Mitochondria are cell organelles located within animal and human cells. They produce energy for the organism, possess their own genetic material - mitochondrial DNA (mtDNA) - and are transmitted exclusively by the mother.

Depending on their activity and tasks, different numbers of mitochondria are present in a cell - usually a few hundred to a thousand per body cell.

Inherited mitochondrial disorders - mitochondropathies - occur in about one of 10,000 humans throughout the world. Diseases such as diabetes, stroke, cardiac defects, epilepsy, or muscle weakness may originate from mitochondrial defects. Inherited mitochondrial disorders have been incurable so far. Therefore, efforts are now being made to enable women with this disease to bear healthy children by means of nuclear transfer, colloquially called three person IVF.

In three-person in vitro fertilization, experts take the cell nucleus of one human egg cell whose mitochondria have a defect and place it in an egg cell with "healthy" mitochondria. The baby resulting from this procedure technically has three parents, namely the mother whose cell nucleus is used, the mother whose mitochondria are involved, and the father whose sperm inseminated the egg cell. 

But there is a problem: in every nuclear transfer, a small number of defective mitochondria are transferred into the healthy egg cell. "So far it was believed that this minimal 'contamination' is of no consequence for the baby. However, our data show that the effect may have dramatic consequences on the health of the offspring. If the mitochondria of both mothers are genetically very different, it may have the same effects seen in the mouse model," says Jörg Burgstaller, a scientist and member of Gottfried Brem's research group at the Vetmeduni Vienna.

Together with co-author Joanna Poulton, Professor of Mitochondrial Genetics at the John Radcliffe Hospital in Oxford, he has found that "One mitochondrial type may be able to assert itself against the other. If the assertive one happens to carry the defective mtDNA, the benefit of the therapy would be jeopardized."


Mitochondria multiply at different rates

It is known before that different types of mitochondria within a cell can proliferate at different rates. However, it was not known whether this is a singular phenomenon or if these cases occur more frequently. 

Burgstaller investigated this in four newly bred mouse models which carried different mixtures of mitochondria whose DNA were related to each other to a differing extent.




A few dysfunctional mitochondria (in yellow on top of the picture) could cause a disease by overgrowing functional ones (in blue). Illustration: Iain Johnston

This meant no health problem for the mice since all mtDNAs are were fully functional.

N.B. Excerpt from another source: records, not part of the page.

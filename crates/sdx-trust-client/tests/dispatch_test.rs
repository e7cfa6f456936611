//! Dispatcher behavior against simulated peer services.
//!
//! The canonical scenario: three registry endpoints where the first times
//! out, the second answers HTTP 500, and the third succeeds — the dispatch
//! must return the third endpoint's result. When every endpoint fails the
//! dispatch returns `None` without raising.

use std::time::Duration;

use wiremock::matchers::{method, path};
use wiremock::{Mock, MockServer, ResponseTemplate};

use sdx_trust_client::{dispatch, EndpointSet, OperationKind, RegistryClient};

fn short_timeout_client() -> reqwest::Client {
    reqwest::Client::builder()
        .timeout(Duration::from_millis(500))
        .build()
        .unwrap()
}

async fn slow_server() -> MockServer {
    let server = MockServer::start().await;
    Mock::given(method("GET"))
        .and(path("/api/termsAndConditions/22.10"))
        .respond_with(
            ResponseTemplate::new(200)
                .set_delay(Duration::from_millis(1500))
                .set_body_json(serde_json::json!({"version": "22.10", "text": "late"})),
        )
        .mount(&server)
        .await;
    server
}

async fn failing_server() -> MockServer {
    let server = MockServer::start().await;
    Mock::given(method("GET"))
        .and(path("/api/termsAndConditions/22.10"))
        .respond_with(ResponseTemplate::new(500).set_body_string("registry exploded"))
        .mount(&server)
        .await;
    server
}

async fn healthy_server() -> MockServer {
    let server = MockServer::start().await;
    Mock::given(method("GET"))
        .and(path("/api/termsAndConditions/22.10"))
        .respond_with(ResponseTemplate::new(200).set_body_json(serde_json::json!({
            "version": "22.10",
            "text": "The terms.",
            "hash": "9dd1c42e"
        })))
        .mount(&server)
        .await;
    server
}

#[tokio::test]
async fn first_healthy_endpoint_serves_after_timeout_and_500() {
    let slow = slow_server().await;
    let failing = failing_server().await;
    let healthy = healthy_server().await;

    let http = short_timeout_client();
    let mut endpoints = EndpointSet::new();
    endpoints.push(
        "slow",
        RegistryClient::new(http.clone(), slow.uri().parse().unwrap()),
    );
    endpoints.push(
        "failing",
        RegistryClient::new(http.clone(), failing.uri().parse().unwrap()),
    );
    endpoints.push(
        "healthy",
        RegistryClient::new(http, healthy.uri().parse().unwrap()),
    );

    let result = dispatch(OperationKind::TermsFetch, &endpoints, |client| async move {
        client.terms_and_conditions("22.10").await
    })
    .await;

    let terms = result.expect("third endpoint should have served the request");
    assert_eq!(terms.version, "22.10");
    assert_eq!(terms.text, "The terms.");
    assert_eq!(terms.hash.as_deref(), Some("9dd1c42e"));
}

#[tokio::test]
async fn exhausted_endpoints_yield_none_not_error() {
    let slow = slow_server().await;
    let failing = failing_server().await;

    let http = short_timeout_client();
    let mut endpoints = EndpointSet::new();
    endpoints.push(
        "slow",
        RegistryClient::new(http.clone(), slow.uri().parse().unwrap()),
    );
    endpoints.push(
        "failing",
        RegistryClient::new(http.clone(), failing.uri().parse().unwrap()),
    );
    // Nothing listens on the discard port; connection is refused outright.
    endpoints.push(
        "dead",
        RegistryClient::new(http, "http://127.0.0.1:9".parse().unwrap()),
    );

    let result = dispatch(OperationKind::TermsFetch, &endpoints, |client| async move {
        client.terms_and_conditions("22.10").await
    })
    .await;

    assert!(result.is_none());
}

#[tokio::test]
async fn dispatch_stops_at_first_success() {
    let healthy = healthy_server().await;
    let untouched = MockServer::start().await;
    // No mock mounted: a request here would 404 and fail the dispatch
    // result assertion below.

    let http = short_timeout_client();
    let mut endpoints = EndpointSet::new();
    endpoints.push(
        "healthy",
        RegistryClient::new(http.clone(), healthy.uri().parse().unwrap()),
    );
    endpoints.push(
        "untouched",
        RegistryClient::new(http, untouched.uri().parse().unwrap()),
    );

    let result = dispatch(OperationKind::TermsFetch, &endpoints, |client| async move {
        client.terms_and_conditions("22.10").await
    })
    .await;

    assert!(result.is_some());
    assert!(untouched.received_requests().await.unwrap().is_empty());
}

The outcome was: the more distantly two types of mitochondria within an egg cell were related, the more frequently a growth advantage was noted in favor of one of the two types of mitochondria. When two different mtDNAs were equally common in cells of an organ at the time of birth, one type was completely lost after a while.

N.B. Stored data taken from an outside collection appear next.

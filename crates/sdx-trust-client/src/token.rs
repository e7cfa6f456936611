//! # Bearer-Token Lifecycle
//!
//! Owns the access/refresh token pair for authenticated catalog calls.
//!
//! ## States
//!
//! **Inactive** — no identity provider configured. [`token()`] returns
//! `None` and [`refresh()`] is a no-op that touches no network.
//!
//! **Active** — a provider is configured. A background task refreshes the
//! pair on a fixed delay (default 120 s); [`refresh()`] can also be called
//! directly.
//!
//! ## Refresh Protocol
//!
//! A refresh performs a fresh login grant. On success the access+refresh
//! pair is replaced atomically — the pair swaps under one write lock, so
//! readers observe either the fully-old or fully-new pair, never a mix —
//! and only *then* is the prior refresh token revoked, best-effort, on a
//! fire-and-forget task. On provider failure the previous pair stays in
//! place: a stale-but-usable token beats no token, and one missed tick is
//! an expected operating condition.
//!
//! The network call never runs under the token lock, so [`token()`]
//! readers never block on a refresh in flight.
//!
//! ## Known Hazard
//!
//! Overlapping refresh invocations (manual + scheduled) are not
//! deduplicated. Two concurrent refreshes can each establish a session and
//! revoke the other's still-in-use refresh token. Observed behavior of the
//! deployed protocol; a single-flight guard would be a hardening change.
//!
//! [`token()`]: TokenLifecycleManager::token
//! [`refresh()`]: TokenLifecycleManager::refresh

use std::future::Future;
use std::pin::Pin;
use std::sync::Arc;
use std::time::Duration;

use parking_lot::{Mutex, RwLock};
use serde::Deserialize;
use tokio::task::JoinHandle;

use crate::config::IdentityProviderConfig;
use crate::error::AuthProviderError;

/// Boxed future type for object-safe provider methods.
pub type ProviderFuture<'a, T> =
    Pin<Box<dyn Future<Output = Result<T, AuthProviderError>> + Send + 'a>>;

/// A freshly granted access/refresh token pair.
#[derive(Debug, Clone, PartialEq, Eq)]
pub struct TokenPair {
    /// Bearer token for catalog calls.
    pub access_token: String,
    /// Token for revoking this session later.
    pub refresh_token: String,
}

/// The identity-provider seam: a form-encoded login grant and a
/// form-encoded logout.
pub trait IdentityProvider: Send + Sync {
    /// Perform a login grant, returning a fresh token pair.
    fn login(&self) -> ProviderFuture<'_, TokenPair>;

    /// Revoke the session belonging to `refresh_token`.
    fn logout(&self, refresh_token: String) -> ProviderFuture<'_, ()>;
}

/// Production identity-provider client (OAuth2 password grant against a
/// Keycloak-style endpoint).
pub struct OidcProvider {
    http: reqwest::Client,
    config: IdentityProviderConfig,
}

impl OidcProvider {
    /// Create a provider client from configuration.
    pub fn new(http: reqwest::Client, config: IdentityProviderConfig) -> Self {
        Self { http, config }
    }
}

#[derive(Deserialize)]
struct TokenResponse {
    access_token: Option<String>,
    refresh_token: Option<String>,
}

impl IdentityProvider for OidcProvider {
    fn login(&self) -> ProviderFuture<'_, TokenPair> {
        Box::pin(async move {
            let resp = self
                .http
                .post(self.config.token_url.clone())
                .form(&[
                    ("grant_type", "password"),
                    ("client_id", self.config.client_id.as_str()),
                    ("username", self.config.username.as_str()),
                    ("password", self.config.password.as_str()),
                ])
                .send()
                .await?;

            if !resp.status().is_success() {
                let status = resp.status().as_u16();
                let body = resp.text().await.unwrap_or_default();
                return Err(AuthProviderError::Provider { status, body });
            }

            let token: TokenResponse = resp
                .json()
                .await
                .map_err(AuthProviderError::Transport)?;
            Ok(TokenPair {
                access_token: token
                    .access_token
                    .ok_or(AuthProviderError::InvalidResponse("access_token"))?,
                refresh_token: token
                    .refresh_token
                    .ok_or(AuthProviderError::InvalidResponse("refresh_token"))?,
            })
        })
    }

    fn logout(&self, refresh_token: String) -> ProviderFuture<'_, ()> {
        Box::pin(async move {
            let resp = self
                .http
                .post(self.config.logout_url.clone())
                .form(&[
                    ("client_id", self.config.client_id.as_str()),
                    ("refresh_token", refresh_token.as_str()),
                ])
                .send()
                .await?;

            if !resp.status().is_success() {
                let status = resp.status().as_u16();
                let body = resp.text().await.unwrap_or_default();
                return Err(AuthProviderError::Provider { status, body });
            }
            Ok(())
        })
    }
}

#[derive(Default)]
struct TokenState {
    access_token: Option<String>,
    refresh_token: Option<String>,
}

/// Shared heart of the manager: provider, token state, refresh logic.
/// Lives behind an `Arc` so the background task outlives `&self` borrows.
struct ManagerCore {
    provider: Option<Arc<dyn IdentityProvider>>,
    state: RwLock<TokenState>,
    refresh_interval: Duration,
}

impl ManagerCore {
    async fn refresh(&self) {
        let Some(provider) = &self.provider else {
            tracing::debug!("token manager inactive, refresh is a no-op");
            return;
        };

        match provider.login().await {
            Ok(pair) => {
                let prior = {
                    let mut state = self.state.write();
                    let prior = state.refresh_token.take();
                    state.access_token = Some(pair.access_token);
                    state.refresh_token = Some(pair.refresh_token);
                    prior
                };
                tracing::debug!("bearer token refreshed");

                // Revoke the previous session only after the new pair is
                // in place. Fire-and-forget: its failure must not affect
                // the fresh session.
                if let Some(prior) = prior {
                    let provider = Arc::clone(provider);
                    tokio::spawn(async move {
                        if let Err(e) = provider.logout(prior).await {
                            tracing::debug!(error = %e, "revoking prior session failed");
                        }
                    });
                }
            }
            Err(e) => {
                tracing::warn!(error = %e, "token refresh failed, keeping previous token");
            }
        }
    }
}

/// Owns the bearer-token state and its background refresh task.
///
/// One instance per client; pass it by reference (or `Arc`) to whatever
/// needs tokens. No global state.
pub struct TokenLifecycleManager {
    core: Arc<ManagerCore>,
    refresh_task: Mutex<Option<JoinHandle<()>>>,
}

impl TokenLifecycleManager {
    /// Manager with no provider: `token()` stays empty, `refresh()` is a
    /// no-op.
    pub fn inactive() -> Self {
        Self {
            core: Arc::new(ManagerCore {
                provider: None,
                state: RwLock::new(TokenState::default()),
                refresh_interval: Duration::from_secs(120),
            }),
            refresh_task: Mutex::new(None),
        }
    }

    /// Active manager refreshing through `provider` every
    /// `refresh_interval` once started.
    pub fn new(provider: Arc<dyn IdentityProvider>, refresh_interval: Duration) -> Self {
        Self {
            core: Arc::new(ManagerCore {
                provider: Some(provider),
                state: RwLock::new(TokenState::default()),
                refresh_interval,
            }),
            refresh_task: Mutex::new(None),
        }
    }

    /// Whether a provider is configured.
    pub fn is_active(&self) -> bool {
        self.core.provider.is_some()
    }

    /// Non-blocking read of the current access token.
    pub fn token(&self) -> Option<String> {
        self.core.state.read().access_token.clone()
    }

    /// Perform one refresh now.
    ///
    /// Provider errors are logged and absorbed; the previous token pair
    /// stays usable. Inactive managers return immediately without any
    /// network call.
    pub async fn refresh(&self) {
        self.core.refresh().await;
    }

    /// Start the background refresh task.
    ///
    /// The first refresh fires immediately, then every
    /// `refresh_interval`. Starting an already-started manager replaces
    /// (aborts) the previous task.
    pub fn start(&self) {
        let core = Arc::clone(&self.core);
        let handle = tokio::spawn(async move {
            let mut ticker = tokio::time::interval(core.refresh_interval);
            ticker.set_missed_tick_behavior(tokio::time::MissedTickBehavior::Delay);
            loop {
                ticker.tick().await;
                core.refresh().await;
            }
        });
        if let Some(previous) = self.refresh_task.lock().replace(handle) {
            previous.abort();
        }
    }

    /// Stop the refresh task and revoke the current session, best-effort.
    pub async fn shutdown(&self) {
        if let Some(handle) = self.refresh_task.lock().take() {
            handle.abort();
        }
        let current = self.core.state.write().refresh_token.take();
        if let (Some(provider), Some(refresh_token)) = (&self.core.provider, current) {
            if let Err(e) = provider.logout(refresh_token).await {
                tracing::debug!(error = %e, "session revoke at shutdown failed");
            }
        }
    }
}

impl Drop for TokenLifecycleManager {
    fn drop(&mut self) {
        if let Some(handle) = self.refresh_task.lock().take() {
            handle.abort();
        }
    }
}

impl std::fmt::Debug for TokenLifecycleManager {
    fn fmt(&self, f: &mut std::fmt::Formatter<'_>) -> std::fmt::Result {
        f.debug_struct("TokenLifecycleManager")
            .field("active", &self.is_active())
            .field("refresh_interval", &self.core.refresh_interval)
            .finish()
    }
}

#[cfg(test)]
mod tests {
    use super::*;
    use parking_lot::Mutex as PlMutex;

    /// Scripted provider: pops the next login result, records logouts.
    struct ScriptedProvider {
        logins: PlMutex<Vec<Result<TokenPair, AuthProviderError>>>,
        logouts: PlMutex<Vec<String>>,
    }

    impl ScriptedProvider {
        fn new(logins: Vec<Result<TokenPair, AuthProviderError>>) -> Arc<Self> {
            Arc::new(Self {
                logins: PlMutex::new(logins),
                logouts: PlMutex::new(Vec::new()),
            })
        }

        fn pair(access: &str, refresh: &str) -> Result<TokenPair, AuthProviderError> {
            Ok(TokenPair {
                access_token: access.to_string(),
                refresh_token: refresh.to_string(),
            })
        }
    }

    impl IdentityProvider for ScriptedProvider {
        fn login(&self) -> ProviderFuture<'_, TokenPair> {
            let next = {
                let mut logins = self.logins.lock();
                if logins.is_empty() {
                    Err(AuthProviderError::InvalidResponse("script exhausted"))
                } else {
                    logins.remove(0)
                }
            };
            Box::pin(async move { next })
        }

        fn logout(&self, refresh_token: String) -> ProviderFuture<'_, ()> {
            self.logouts.lock().push(refresh_token);
            Box::pin(async move { Ok(()) })
        }
    }

    #[tokio::test]
    async fn refresh_installs_pair_and_revokes_prior_refresh_token() {
        let provider = ScriptedProvider::new(vec![
            ScriptedProvider::pair("1234", "5678"),
            ScriptedProvider::pair("9999", "0000"),
        ]);
        let manager =
            TokenLifecycleManager::new(provider.clone(), Duration::from_secs(120));

        manager.refresh().await;
        assert_eq!(manager.token().as_deref(), Some("1234"));
        // First refresh had no prior session to revoke.
        assert!(provider.logouts.lock().is_empty());

        manager.refresh().await;
        assert_eq!(manager.token().as_deref(), Some("9999"));

        // The fire-and-forget logout runs on a spawned task.
        tokio::task::yield_now().await;
        tokio::time::sleep(Duration::from_millis(20)).await;
        assert_eq!(provider.logouts.lock().clone(), vec!["5678".to_string()]);
    }

    #[tokio::test]
    async fn failed_refresh_keeps_previous_token() {
        let provider = ScriptedProvider::new(vec![
            ScriptedProvider::pair("1234", "5678"),
            Err(AuthProviderError::Provider {
                status: 502,
                body: "bad gateway".to_string(),
            }),
        ]);
        let manager =
            TokenLifecycleManager::new(provider.clone(), Duration::from_secs(120));

        manager.refresh().await;
        manager.refresh().await;
        // Stale-but-usable: the old pair survives the failed tick.
        assert_eq!(manager.token().as_deref(), Some("1234"));
        tokio::time::sleep(Duration::from_millis(20)).await;
        assert!(provider.logouts.lock().is_empty());
    }

    #[tokio::test]
    async fn inactive_manager_is_a_no_op() {
        let manager = TokenLifecycleManager::inactive();
        assert!(!manager.is_active());
        manager.refresh().await;
        assert_eq!(manager.token(), None);
    }

    #[tokio::test]
    async fn background_task_refreshes_on_schedule() {
        let provider = ScriptedProvider::new(vec![
            ScriptedProvider::pair("first", "r1"),
            ScriptedProvider::pair("second", "r2"),
        ]);
        let manager = Arc::new(TokenLifecycleManager::new(
            provider.clone(),
            Duration::from_millis(50),
        ));

        manager.start();
        tokio::time::sleep(Duration::from_millis(30)).await;
        // The first tick fires immediately at start.
        assert_eq!(manager.token().as_deref(), Some("first"));

        tokio::time::sleep(Duration::from_millis(60)).await;
        assert_eq!(manager.token().as_deref(), Some("second"));

        manager.shutdown().await;
    }

    #[tokio::test]
    async fn shutdown_revokes_current_session() {
        let provider = ScriptedProvider::new(vec![ScriptedProvider::pair("1234", "5678")]);
        let manager = Arc::new(TokenLifecycleManager::new(
            provider.clone(),
            Duration::from_secs(120),
        ));

        manager.refresh().await;
        manager.shutdown().await;
        assert_eq!(provider.logouts.lock().clone(), vec!["5678".to_string()]);
    }
}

One mitochondria variant had thus achieved a growth advantage compared to the other variant and superseded the latter.

This effect was almost non-existent in genetically very similar mitochondria within the cells; the ratio between the two types of mitochondria was not altered in that case.

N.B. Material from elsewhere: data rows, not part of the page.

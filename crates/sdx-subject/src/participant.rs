//! Participant credential-subject variants.
//!
//! Field names carry the `gx:` prefix used by the catalog's trust-framework
//! context; scalar fields are kind-preserving literal newtypes from
//! `sdx-core`, so the wire form is always the RDF literal object.

use serde::{Deserialize, Serialize};

use sdx_core::{FormatError, StringValue, UriValue};

use crate::base::SubjectBase;

/// A postal address block, embedded by participant variants.
#[derive(Debug, Clone, PartialEq, Eq, Serialize, Deserialize)]
pub struct Address {
    /// ISO 3166-1 country code.
    #[serde(rename = "gx:countryCode")]
    pub country_code: StringValue,

    /// ISO 3166-2 subdivision code.
    #[serde(
        rename = "gx:countrySubdivisionCode",
        default,
        skip_serializing_if = "Option::is_none"
    )]
    pub country_subdivision_code: Option<StringValue>,

    /// Street name and number.
    #[serde(rename = "gx:streetAddress", default, skip_serializing_if = "Option::is_none")]
    pub street_address: Option<StringValue>,

    /// Postal code.
    #[serde(rename = "gx:postalCode", default, skip_serializing_if = "Option::is_none")]
    pub postal_code: Option<StringValue>,

    /// City or locality.
    #[serde(rename = "gx:locality", default, skip_serializing_if = "Option::is_none")]
    pub locality: Option<StringValue>,
}

impl Address {
    /// Minimal address: country code only.
    pub fn for_country(code: impl Into<String>) -> Self {
        Self {
            country_code: StringValue::new(code),
            country_subdivision_code: None,
            street_address: None,
            postal_code: None,
            locality: None,
        }
    }
}

/// A legal participant in the federated catalog.
#[derive(Debug, Clone, PartialEq, Eq, Serialize, Deserialize)]
pub struct LegalParticipant {
    /// Common base fields (id, context).
    #[serde(flatten)]
    pub base: SubjectBase,

    /// Registered legal name.
    #[serde(rename = "gx:legalName")]
    pub legal_name: StringValue,

    /// References to LegalRegistrationNumber self-descriptions.
    #[serde(rename = "gx:legalRegistrationNumber", default)]
    pub legal_registration_number: Vec<UriValue>,

    /// Headquarter address.
    #[serde(rename = "gx:headquarterAddress")]
    pub headquarter_address: Address,

    /// Legal address of record.
    #[serde(rename = "gx:legalAddress")]
    pub legal_address: Address,

    /// Parent organizations, if any.
    #[serde(rename = "gx:parentOrganization", default, skip_serializing_if = "Vec::is_empty")]
    pub parent_organization: Vec<UriValue>,

    /// Subsidiary organizations, if any.
    #[serde(rename = "gx:subOrganization", default, skip_serializing_if = "Vec::is_empty")]
    pub sub_organization: Vec<UriValue>,
}

impl LegalParticipant {
    /// Required-field validation applied after structural decoding.
    pub(crate) fn validate(&self) -> Result<(), FormatError> {
        if self.legal_registration_number.is_empty() {
            return Err(FormatError::MissingField {
                tag: "LegalParticipant".to_string(),
                field: "gx:legalRegistrationNumber",
            });
        }
        Ok(())
    }
}

/// A registration-number attestation subject.
///
/// At least one of the number fields must be present; which one depends on
/// the registry the participant is enrolled with.
#[derive(Debug, Clone, Default, PartialEq, Eq, Serialize, Deserialize)]
pub struct LegalRegistrationNumber {
    /// Common base fields (id, context).
    #[serde(flatten)]
    pub base: SubjectBase,

    /// EU VAT identification number.
    #[serde(rename = "gx:vatID", default, skip_serializing_if = "Option::is_none")]
    pub vat_id: Option<StringValue>,

    /// Legal Entity Identifier (GLEIF).
    #[serde(rename = "gx:leiCode", default, skip_serializing_if = "Option::is_none")]
    pub lei_code: Option<StringValue>,

    /// Economic Operators Registration and Identification number.
    #[serde(rename = "gx:EORI", default, skip_serializing_if = "Option::is_none")]
    pub eori: Option<StringValue>,

    /// European Unique Identifier.
    #[serde(rename = "gx:EUID", default, skip_serializing_if = "Option::is_none")]
    pub euid: Option<StringValue>,

    /// National tax identifier.
    #[serde(rename = "gx:taxID", default, skip_serializing_if = "Option::is_none")]
    pub tax_id: Option<StringValue>,
}

impl LegalRegistrationNumber {
    pub(crate) fn validate(&self) -> Result<(), FormatError> {
        let any = self.vat_id.is_some()
            || self.lei_code.is_some()
            || self.eori.is_some()
            || self.euid.is_some()
            || self.tax_id.is_some();
        if !any {
            return Err(FormatError::MissingField {
                tag: "LegalRegistrationNumber".to_string(),
                field: "gx:vatID|gx:leiCode|gx:EORI|gx:EUID|gx:taxID",
            });
        }
        Ok(())
    }
}

/// A plain organization record (pre-trust-framework schema generation,
/// still present in catalog responses).
#[derive(Debug, Clone, PartialEq, Eq, Serialize, Deserialize)]
pub struct Organization {
    /// Common base fields (id, context).
    #[serde(flatten)]
    pub base: SubjectBase,

    /// Registered legal name.
    #[serde(rename = "gx:legalName")]
    pub legal_name: StringValue,

    /// Free-text description.
    #[serde(rename = "gx:description", default, skip_serializing_if = "Option::is_none")]
    pub description: Option<StringValue>,

    /// Public web presence.
    #[serde(rename = "gx:webAddress", default, skip_serializing_if = "Option::is_none")]
    pub web_address: Option<UriValue>,
}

The solution to the "Three-Parent Baby"-problem

Burgstaller and colleagues suggest the following solution to the problem: the mtDNA of both mothers, i.e. the donor of the nucleus and the donor of the mitochondria, should be analyzed in advance and aligned to each other.

So called "machting haplotypes" could prevent the dangerous effect. In the future the effect may even be utilized in a targeted manner to suppress defective mtDNA.